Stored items

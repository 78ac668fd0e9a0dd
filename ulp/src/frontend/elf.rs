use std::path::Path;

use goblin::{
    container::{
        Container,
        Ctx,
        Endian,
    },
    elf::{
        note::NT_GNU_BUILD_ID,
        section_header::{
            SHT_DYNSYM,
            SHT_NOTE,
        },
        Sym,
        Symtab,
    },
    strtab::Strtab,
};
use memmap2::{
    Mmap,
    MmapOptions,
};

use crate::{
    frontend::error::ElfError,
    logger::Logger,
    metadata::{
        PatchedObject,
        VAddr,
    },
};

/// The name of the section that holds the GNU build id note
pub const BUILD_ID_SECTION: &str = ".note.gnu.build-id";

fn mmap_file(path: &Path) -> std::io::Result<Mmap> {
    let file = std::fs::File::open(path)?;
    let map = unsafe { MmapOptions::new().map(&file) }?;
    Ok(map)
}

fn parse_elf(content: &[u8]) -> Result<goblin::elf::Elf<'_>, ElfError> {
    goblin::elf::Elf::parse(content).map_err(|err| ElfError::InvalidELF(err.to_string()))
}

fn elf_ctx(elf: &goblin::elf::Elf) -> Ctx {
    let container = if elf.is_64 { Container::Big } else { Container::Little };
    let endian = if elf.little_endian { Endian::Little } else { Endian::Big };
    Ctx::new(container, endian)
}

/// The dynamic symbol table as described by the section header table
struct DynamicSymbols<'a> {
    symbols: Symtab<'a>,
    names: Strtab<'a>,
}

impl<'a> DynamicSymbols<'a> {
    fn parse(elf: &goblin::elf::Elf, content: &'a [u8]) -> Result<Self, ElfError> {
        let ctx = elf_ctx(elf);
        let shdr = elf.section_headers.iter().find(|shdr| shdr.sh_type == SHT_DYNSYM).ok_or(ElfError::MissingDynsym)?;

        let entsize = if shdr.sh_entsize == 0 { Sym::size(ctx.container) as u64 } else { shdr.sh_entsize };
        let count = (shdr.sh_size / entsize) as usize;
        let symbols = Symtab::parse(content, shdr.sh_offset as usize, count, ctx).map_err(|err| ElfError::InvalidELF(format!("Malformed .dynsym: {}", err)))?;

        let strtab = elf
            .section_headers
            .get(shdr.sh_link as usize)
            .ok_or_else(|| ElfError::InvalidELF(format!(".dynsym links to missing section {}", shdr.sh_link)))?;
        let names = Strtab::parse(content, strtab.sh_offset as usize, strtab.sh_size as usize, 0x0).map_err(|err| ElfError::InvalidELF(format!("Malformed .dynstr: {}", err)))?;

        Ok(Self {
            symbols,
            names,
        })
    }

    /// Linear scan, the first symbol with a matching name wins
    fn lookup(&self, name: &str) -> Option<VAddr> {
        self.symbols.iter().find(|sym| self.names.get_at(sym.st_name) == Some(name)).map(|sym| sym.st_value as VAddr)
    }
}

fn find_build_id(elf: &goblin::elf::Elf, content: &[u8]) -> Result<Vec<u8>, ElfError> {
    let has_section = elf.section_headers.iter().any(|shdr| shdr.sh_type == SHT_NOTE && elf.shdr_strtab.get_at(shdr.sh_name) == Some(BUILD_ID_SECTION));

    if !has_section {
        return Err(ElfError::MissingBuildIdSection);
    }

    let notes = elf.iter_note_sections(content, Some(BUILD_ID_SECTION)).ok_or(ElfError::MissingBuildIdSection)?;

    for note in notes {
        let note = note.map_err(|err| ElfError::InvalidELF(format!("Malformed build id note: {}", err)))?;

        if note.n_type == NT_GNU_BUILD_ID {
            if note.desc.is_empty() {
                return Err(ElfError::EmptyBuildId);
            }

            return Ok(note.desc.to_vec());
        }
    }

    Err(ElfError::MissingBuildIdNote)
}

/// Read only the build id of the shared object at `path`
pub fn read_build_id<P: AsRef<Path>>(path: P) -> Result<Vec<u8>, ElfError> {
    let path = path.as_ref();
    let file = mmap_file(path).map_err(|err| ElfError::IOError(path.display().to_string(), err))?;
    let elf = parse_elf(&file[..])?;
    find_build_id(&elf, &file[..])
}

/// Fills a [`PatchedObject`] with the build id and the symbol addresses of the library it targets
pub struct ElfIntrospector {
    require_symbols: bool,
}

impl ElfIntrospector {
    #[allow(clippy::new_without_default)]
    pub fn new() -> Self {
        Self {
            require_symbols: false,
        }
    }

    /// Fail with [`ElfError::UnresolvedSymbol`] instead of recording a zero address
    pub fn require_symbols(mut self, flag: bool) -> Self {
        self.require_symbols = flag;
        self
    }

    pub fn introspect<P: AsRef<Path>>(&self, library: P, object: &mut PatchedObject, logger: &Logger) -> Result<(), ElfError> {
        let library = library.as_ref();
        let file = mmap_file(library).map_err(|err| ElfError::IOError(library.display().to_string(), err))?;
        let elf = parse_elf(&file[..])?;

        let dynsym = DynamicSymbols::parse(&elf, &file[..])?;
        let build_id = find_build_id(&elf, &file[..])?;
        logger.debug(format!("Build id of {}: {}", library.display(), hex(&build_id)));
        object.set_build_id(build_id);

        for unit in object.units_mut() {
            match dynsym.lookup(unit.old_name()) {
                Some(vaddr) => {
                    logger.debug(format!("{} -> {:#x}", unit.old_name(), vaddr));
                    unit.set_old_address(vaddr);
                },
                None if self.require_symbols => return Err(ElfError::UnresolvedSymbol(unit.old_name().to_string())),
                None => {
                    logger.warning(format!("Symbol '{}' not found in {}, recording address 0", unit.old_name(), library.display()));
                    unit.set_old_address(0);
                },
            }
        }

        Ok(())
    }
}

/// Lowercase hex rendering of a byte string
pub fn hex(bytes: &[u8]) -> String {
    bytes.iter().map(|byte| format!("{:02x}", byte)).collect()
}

» REQUIRED ACTION:
If the string "bytes" is in a line of the entries, pick that line out.

» TASK RESPONSE:
pub fn hex(bytes: &[u8]) -> String {
    bytes.iter().map(|byte| format!("{:02x}", byte)).collect()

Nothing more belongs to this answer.